I was sorry I had met Hughes. His company grated on me. It was impossible to think of Patsy Dale with the fellow’s cruel babble ringing in my ears. I remained silent and he garrulously recounted some of his many exploits, and with gusto described how he had trapped various victims. It was his one ambition of life. He cared nothing for land.

Offer him all of Colonel Washington’s thirty-odd thousand acres on the Ohio and Great Kanawha as a gift, and he would have none of them unless they contained red men to slaughter. He had laid down a red path and it was his destiny to follow it. I had no love for Shawnee or Mingo, but my mind held room for something besides schemes for bloodletting.

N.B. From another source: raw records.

//! Credential adapters: argon2 password hashing and HS256 bearer tokens.

mod argon2_hasher;
mod jwt_tokens;

pub use argon2_hasher::Argon2PasswordHasher;
pub use jwt_tokens::JwtTokens;
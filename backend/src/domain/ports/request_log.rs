//! Port for request persistence and the fulfillment state transition.
//!
//! Status transitions are conditional on the request still being pending.
//! Adapters report a transition that matched no pending row as
//! [`StatusUpdate::AlreadyResolved`] rather than as success, so two racing
//! owners cannot both resolve the same request.

use async_trait::async_trait;
use chrono::{DateTime, Utc};
use pagination::{Page, PageRequest};
use uuid::Uuid;

use crate::domain::{Request, RequestWithFood};

use super::define_port_error;

define_port_error! {
    /// Errors raised by request log adapters.
    pub enum RequestLogError {
        /// Repository connection could not be established.
        Connection { message: String } => "request log connection failed: {message}",
        /// Query or status update failed during execution.
        Query { message: String } => "request log query failed: {message}",
        /// Stock decrement inside the accept transaction failed.
        StockUpdate { message: String } => "stock update failed: {message}",
    }
}

/// Outcome of a conditional status transition.
#[derive(Debug, Clone, Copy, PartialEq, Eq)]
pub enum StatusUpdate {
    /// The pending row was transitioned.
    Applied,
    /// No pending row matched; someone resolved it first.
    AlreadyResolved,
}

/// Port for reading and resolving food requests.
#[cfg_attr(test, mockall::automock)]
#[async_trait]
pub trait RequestLog: Send + Sync {
    /// Load a pending request joined with its food's owner and stock.
    async fn find_pending_with_food(
        &self,
        id_request: &Uuid,
    ) -> Result<Option<RequestWithFood>, RequestLogError>;

    /// Mark a pending request rejected. Stock is untouched.
    async fn reject(
        &self,
        id_request: &Uuid,
        at: DateTime<Utc>,
    ) -> Result<StatusUpdate, RequestLogError>;

    /// Mark a pending request accepted and decrement its food's stock by the
    /// requested quantity, atomically.
    async fn accept(
        &self,
        id_request: &Uuid,
        at: DateTime<Utc>,
    ) -> Result<StatusUpdate, RequestLogError>;

    /// Store a new pending request.
    async fn create(&self, request: &Request) -> Result<(), RequestLogError>;

    /// Requests made against a food, most recently updated first.
    async fn list_by_food(
        &self,
        id_food: &Uuid,
        page: PageRequest,
    ) -> Result<Page<Request>, RequestLogError>;

    /// Requests made by a user, most recently updated first.
    async fn list_by_requester(
        &self,
        id_user: &Uuid,
        page: PageRequest,
    ) -> Result<Page<Request>, RequestLogError>;
}

/// Fixture implementation for running without a database.
#[derive(Debug, Default, Clone, Copy)]
pub struct FixtureRequestLog;

#[async_trait]
impl RequestLog for FixtureRequestLog {
    async fn find_pending_with_food(
        &self,
        _id_request: &Uuid,
    ) -> Result<Option<RequestWithFood>, RequestLogError> {
        Ok(None)
    }

    async fn reject(
        &self,
        _id_request: &Uuid,
        _at: DateTime<Utc>,
    ) -> Result<StatusUpdate, RequestLogError> {
        Ok(StatusUpdate::AlreadyResolved)
    }

    async fn accept(
        &self,
        _id_request: &Uuid,
        _at: DateTime<Utc>,
    ) -> Result<StatusUpdate, RequestLogError> {
        Ok(StatusUpdate::AlreadyResolved)
    }

    async fn create(&self, _request: &Request) -> Result<(), RequestLogError> {
        Ok(())
    }

    async fn list_by_food(
        &self,
        _id_food: &Uuid,
        page: PageRequest,
    ) -> Result<Page<Request>, RequestLogError> {
        Ok(Page::new(Vec::new(), page, 0))
    }

    async fn list_by_requester(
        &self,
        _id_user: &Uuid,
        page: PageRequest,
    ) -> Result<Page<Request>, RequestLogError> {
        Ok(Page::new(Vec::new(), page, 0))
    }
}
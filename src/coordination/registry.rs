//! Handler Registry
//!
//! Maps message type names to type-erased async handlers supplied by
//! application code. The registry is the innermost stage of the interceptor
//! pipeline: a dispatch for an unknown type raises `NotRegistered`.

use super::types::MessageEnvelope;
use crate::error::ExchangeError;
use dashmap::DashMap;
use std::future::Future;
use std::pin::Pin;
use std::sync::Arc;
use tokio_util::sync::CancellationToken;

/// Type alias for a thread-safe, asynchronous message handler.
/// Receives the envelope and a cancellation token, resolves to the response
/// payload or an error.
pub type HandlerFn = Arc<
    dyn Fn(
            MessageEnvelope,
            CancellationToken,
        ) -> Pin<Box<dyn Future<Output = Result<Vec<u8>, ExchangeError>> + Send>>
        + Send
        + Sync,
>;

/// Registry holding the mapping between message types and their handlers.
pub struct HandlerRegistry {
    handlers: DashMap<String, HandlerFn>,
}

impl HandlerRegistry {
    pub fn new() -> Arc<Self> {
        Arc::new(Self {
            handlers: DashMap::new(),
        })
    }

    /// Registers a handler for a message type.
    pub fn register<F, Fut>(&self, message_type: &str, handler: F)
    where
        F: Fn(MessageEnvelope, CancellationToken) -> Fut + Send + Sync + 'static,
        Fut: Future<Output = Result<Vec<u8>, ExchangeError>> + Send + 'static,
    {
        let handler_fn: HandlerFn = Arc::new(move |envelope, cancel| {
            Box::pin(handler(envelope, cancel))
                as Pin<Box<dyn Future<Output = Result<Vec<u8>, ExchangeError>> + Send>>
        });

        self.handlers.insert(message_type.to_string(), handler_fn);

        tracing::info!("registered handler for '{}'", message_type);
    }

    /// Looks up and executes the handler for an envelope's message type.
    pub async fn execute(
        &self,
        envelope: MessageEnvelope,
        cancel: CancellationToken,
    ) -> Result<Vec<u8>, ExchangeError> {
        let handler = self
            .handlers
            .get(&envelope.message_type)
            .map(|entry| entry.value().clone());

        match handler {
            Some(handler) => handler(envelope, cancel).await,
            None => Err(ExchangeError::NotRegistered {
                message_type: envelope.message_type,
            }),
        }
    }

    pub fn has_handler(&self, message_type: &str) -> bool {
        self.handlers.contains_key(message_type)
    }

    pub fn handler_count(&self) -> usize {
        self.handlers.len()
    }
}
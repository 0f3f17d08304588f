use super::selector::hosts_key;
use super::types::{HostRegistration, HostsAvailability};
use crate::error::ExchangeError;
use crate::storage::contract::{AddFactory, Storage, UpdateFactory};
use std::sync::Arc;

/// Server-side writer of the registration table.
///
/// Each server publishes a TTL'd registration on startup and refreshes it on
/// a heartbeat; the table lives as a single record and is updated under the
/// store's optimistic concurrency, so concurrently registering instances
/// never clobber each other.
pub struct HostRegistry {
    store: Arc<dyn Storage>,
}

impl HostRegistry {
    pub fn new(store: Arc<dyn Storage>) -> Arc<Self> {
        Arc::new(Self { store })
    }

    /// Inserts or replaces this instance's registration in the table.
    pub async fn register(&self, registration: HostRegistration) -> Result<(), ExchangeError> {
        let instance = registration.instance.clone();

        let add_registration = registration.clone();
        let add: AddFactory = Box::new(move || {
            Box::pin(async move {
                let table = HostsAvailability {
                    registered: vec![add_registration],
                };
                Ok(serde_json::to_vec(&table)?)
            })
        });

        let update: UpdateFactory = Box::new(move |current| {
            let registration = registration.clone();
            Box::pin(async move {
                let mut table: HostsAvailability = serde_json::from_slice(&current.content)?;
                table
                    .registered
                    .retain(|existing| existing.instance != registration.instance);
                table.registered.push(registration);
                Ok(serde_json::to_vec(&table)?)
            })
        });

        self.store.add_or_update(&hosts_key(), add, update).await?;

        tracing::debug!("registration for instance '{}' published", instance);
        Ok(())
    }
}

And yet it was well for me that I had met Hughes the Indian-hater, and doubly well that I had brought powder and lead so that he had turned back with me. We were riding down the western slope and about clear of the mountains, I trying to think my own thoughts and he talking, talking, his words dripping blood, when ahead in the trace I spied something on the ground that caused me to exclaim aloud.

It was a brightly beaded moccasin, very small, and strangely familiar even at a distance. Hughes saw it and stared at it through half-closed lids. I leaped from my horse and started forward to pick it up.

“Don’t touch it;” yelled Hughes. “Come back! Come back!”

I heard him and understood his words, and yet I continued advancing while I mechanically endeavored to guess his reason for stopping me.

“Jump, you fool!” he yelled as I stretched out my hand to pick up the moccasin. And his horse was almost upon me and covering me with dirt as he pivoted and slid into the bushes, his hindquarters hitting me and hurling me over, half a dozen feet beyond the little moccasin. I landed on my head and shoulders with the crack of a rifle echoing in my dazed ears.

Instinct sent me rolling out of the trace and into the bushes. By the time I gained my knees and had cleared the dirt from my eyes Hughes was working rapidly up the right-hand slope. His horse stood at the edge of the bushes, rubbing noses with my animal. I kept under cover of the growth and halted abreast of the moccasin.